## Task item
Character for character, reproduce every entry below.

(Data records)
Segment Open

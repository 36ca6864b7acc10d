use serde::{Deserialize, Serialize};
pub mod pipeline_config;
pub mod source_entry;

pub trait StoredObject: Serialize + for<'de> Deserialize<'de> {
    fn table_name() -> &'static str;
    fn get_id(&self) -> &str;
}

/// Wall-clock timestamps persisted as `YYYY-MM-DD HH:MM:SS` strings (UTC).
pub mod run_timestamp {
    use chrono::{DateTime, NaiveDateTime, SubsecRound, Utc};
    use serde::{Deserialize, Deserializer, Serializer};

    pub const FORMAT: &str = "%Y-%m-%d %H:%M:%S";

    pub fn format(value: &DateTime<Utc>) -> String {
        value.format(FORMAT).to_string()
    }

    /// Drop sub-second precision, which the persisted form cannot carry.
    pub fn truncate(value: DateTime<Utc>) -> DateTime<Utc> {
        value.trunc_subsecs(0)
    }

    pub fn parse(value: &str) -> Result<DateTime<Utc>, chrono::ParseError> {
        NaiveDateTime::parse_from_str(value, FORMAT).map(|naive| naive.and_utc())
    }

    pub fn serialize<S>(value: &Option<DateTime<Utc>>, serializer: S) -> Result<S::Ok, S::Error>
    where
        S: Serializer,
    {
        match value {
            Some(dt) => serializer.serialize_some(&format(dt)),
            None => serializer.serialize_none(),
        }
    }

    pub fn deserialize<'de, D>(deserializer: D) -> Result<Option<DateTime<Utc>>, D::Error>
    where
        D: Deserializer<'de>,
    {
        let raw = Option::<String>::deserialize(deserializer)?;
        raw.map(|value| parse(&value).map_err(serde::de::Error::custom))
            .transpose()
    }
}

#[macro_export]
macro_rules! stored_object {
    ($name:ident, $table:expr, {$($(#[$attr:meta])* $field:ident: $ty:ty),*}) => {
        use serde::{Deserialize, Deserializer, Serialize};
        use surrealdb::sql::Thing;
        use $crate::storage::types::StoredObject;
        use serde::de::{self, Visitor};
        use std::fmt;
        use chrono::{DateTime, Utc };

        struct FlexibleIdVisitor;

        impl<'de> Visitor<'de> for FlexibleIdVisitor {
            type Value = String;

            fn expecting(&self, formatter: &mut fmt::Formatter) -> fmt::Result {
                formatter.write_str("a string or a Thing")
            }

            fn visit_str<E>(self, value: &str) -> Result<Self::Value, E>
            where
                E: de::Error,
            {
                Ok(value.to_string())
            }

            fn visit_string<E>(self, value: String) -> Result<Self::Value, E>
            where
                E: de::Error,
            {
                Ok(value)
            }

            fn visit_map<A>(self, map: A) -> Result<Self::Value, A::Error>
            where
                A: de::MapAccess<'de>,
            {
                // Try to deserialize as Thing
                let thing = Thing::deserialize(de::value::MapAccessDeserializer::new(map))?;
                Ok(thing.id.to_raw())
            }
        }

        pub fn deserialize_flexible_id<'de, D>(deserializer: D) -> Result<String, D::Error>
        where
            D: Deserializer<'de>,
        {
            deserializer.deserialize_any(FlexibleIdVisitor)
        }

        fn serialize_datetime<S>(date: &DateTime<Utc>, serializer: S) -> Result<S::Ok, S::Error>
        where
            S: serde::Serializer,
        {
            Into::<surrealdb::sql::Datetime>::into(*date).serialize(serializer)
        }

        fn deserialize_datetime<'de, D>(deserializer: D) -> Result<DateTime<Utc>, D::Error>
        where
            D: serde::Deserializer<'de>,
        {
            let dt = surrealdb::sql::Datetime::deserialize(deserializer)?;
            Ok(DateTime::<Utc>::from(dt))
        }

        #[allow(dead_code)]
        fn serialize_option_datetime<S>(
            date: &Option<DateTime<Utc>>,
            serializer: S,
        ) -> Result<S::Ok, S::Error>
        where
            S: serde::Serializer,
        {
            match date {
                Some(dt) => serializer
                    .serialize_some(&Into::<surrealdb::sql::Datetime>::into(*dt)),
                None => serializer.serialize_none(),
            }
        }

        #[allow(dead_code)]
        fn deserialize_option_datetime<'de, D>(
            deserializer: D,
        ) -> Result<Option<DateTime<Utc>>, D::Error>
        where
            D: serde::Deserializer<'de>,
        {
            let value = Option::<surrealdb::sql::Datetime>::deserialize(deserializer)?;
            Ok(value.map(DateTime::<Utc>::from))
        }


        #[derive(Debug, Clone, Serialize, Deserialize, PartialEq)]
        pub struct $name {
            #[serde(deserialize_with = "deserialize_flexible_id")]
            pub id: String,
            #[serde(serialize_with = "serialize_datetime", deserialize_with = "deserialize_datetime", default)]
            pub created_at: DateTime<Utc>,
            #[serde(serialize_with = "serialize_datetime", deserialize_with = "deserialize_datetime", default)]
            pub updated_at: DateTime<Utc>,
            $( $(#[$attr])* pub $field: $ty),*
        }

        impl StoredObject for $name {
            fn table_name() -> &'static str {
                $table
            }

            fn get_id(&self) -> &str {
                &self.id
            }
        }
    };
}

Segment Closed

## Answer to this task
repository 36ca6864b7acc10d
use serde::{Deserialize, Serialize};
pub mod pipeline_config;
pub mod source_entry;

pub trait StoredObject: Serialize + for<'de> Deserialize<'de> {
    fn table_name() -> &'static str;
    fn get_id(&self) -> &str;
}

/// Wall-clock timestamps persisted as `YYYY-MM-DD HH:MM:SS` strings (UTC).
pub mod run_timestamp {
    use chrono::{DateTime, NaiveDateTime, SubsecRound, Utc};
    use serde::{Deserialize, Deserializer, Serializer};

    pub const FORMAT: &str = "%Y-%m-%d %H:%M:%S";

    pub fn format(value: &DateTime<Utc>) -> String {
        value.format(FORMAT).to_string()
    }

    /// Drop sub-second precision, which the persisted form cannot carry.
    pub fn truncate(value: DateTime<Utc>) -> DateTime<Utc> {
        value.trunc_subsecs(0)
    }

    pub fn parse(value: &str) -> Result<DateTime<Utc>, chrono::ParseError> {
        NaiveDateTime::parse_from_str(value, FORMAT).map(|naive| naive.and_utc())
    }

    pub fn serialize<S>(value: &Option<DateTime<Utc>>, serializer: S) -> Result<S::Ok, S::Error>
    where
        S: Serializer,
    {
        match value {
            Some(dt) => serializer.serialize_some(&format(dt)),
            None => serializer.serialize_none(),
        }
    }

    pub fn deserialize<'de, D>(deserializer: D) -> Result<Option<DateTime<Utc>>, D::Error>
    where
        D: Deserializer<'de>,
    {
        let raw = Option::<String>::deserialize(deserializer)?;
        raw.map(|value| parse(&value).map_err(serde::de::Error::custom))
            .transpose()
    }
}

#[macro_export]
macro_rules! stored_object {
    ($name:ident, $table:expr, {$($(#[$attr:meta])* $field:ident: $ty:ty),*}) => {
        use serde::{Deserialize, Deserializer, Serialize};
        use surrealdb::sql::Thing;
        use $crate::storage::types::StoredObject;
        use serde::de::{self, Visitor};
        use std::fmt;
        use chrono::{DateTime, Utc };

        struct FlexibleIdVisitor;

        impl<'de> Visitor<'de> for FlexibleIdVisitor {
            type Value = String;

            fn expecting(&self, formatter: &mut fmt::Formatter) -> fmt::Result {
                formatter.write_str("a string or a Thing")
            }

            fn visit_str<E>(self, value: &str) -> Result<Self::Value, E>
            where
                E: de::Error,
            {
                Ok(value.to_string())
            }

            fn visit_string<E>(self, value: String) -> Result<Self::Value, E>
            where
                E: de::Error,
            {
                Ok(value)
            }

            fn visit_map<A>(self, map: A) -> Result<Self::Value, A::Error>
            where
                A: de::MapAccess<'de>,
            {
                // Try to deserialize as Thing
                let thing = Thing::deserialize(de::value::MapAccessDeserializer::new(map))?;
                Ok(thing.id.to_raw())
            }
        }

        pub fn deserialize_flexible_id<'de, D>(deserializer: D) -> Result<String, D::Error>
        where
            D: Deserializer<'de>,
        {
            deserializer.deserialize_any(FlexibleIdVisitor)
        }

        fn serialize_datetime<S>(date: &DateTime<Utc>, serializer: S) -> Result<S::Ok, S::Error>
        where
            S: serde::Serializer,
        {
            Into::<surrealdb::sql::Datetime>::into(*date).serialize(serializer)
        }

        fn deserialize_datetime<'de, D>(deserializer: D) -> Result<DateTime<Utc>, D::Error>
        where
            D: serde::Deserializer<'de>,
        {
            let dt = surrealdb::sql::Datetime::deserialize(deserializer)?;
            Ok(DateTime::<Utc>::from(dt))
        }

        #[allow(dead_code)]
        fn serialize_option_datetime<S>(
            date: &Option<DateTime<Utc>>,
            serializer: S,
        ) -> Result<S::Ok, S::Error>
        where
            S: serde::Serializer,
        {
            match date {
                Some(dt) => serializer
                    .serialize_some(&Into::<surrealdb::sql::Datetime>::into(*dt)),
                None => serializer.serialize_none(),
            }
        }

        #[allow(dead_code)]
        fn deserialize_option_datetime<'de, D>(
            deserializer: D,
        ) -> Result<Option<DateTime<Utc>>, D::Error>
        where
            D: serde::Deserializer<'de>,
        {
            let value = Option::<surrealdb::sql::Datetime>::deserialize(deserializer)?;
            Ok(value.map(DateTime::<Utc>::from))
        }


        #[derive(Debug, Clone, Serialize, Deserialize, PartialEq)]
        pub struct $name {
            #[serde(deserialize_with = "deserialize_flexible_id")]
            pub id: String,
            #[serde(serialize_with = "serialize_datetime", deserialize_with = "deserialize_datetime", default)]
            pub created_at: DateTime<Utc>,
            #[serde(serialize_with = "serialize_datetime", deserialize_with = "deserialize_datetime", default)]
            pub updated_at: DateTime<Utc>,
            $( $(#[$attr])* pub $field: $ty),*
        }

        impl StoredObject for $name {
            fn table_name() -> &'static str {
                $table
            }

            fn get_id(&self) -> &str {
                &self.id
            }
        }
    };
}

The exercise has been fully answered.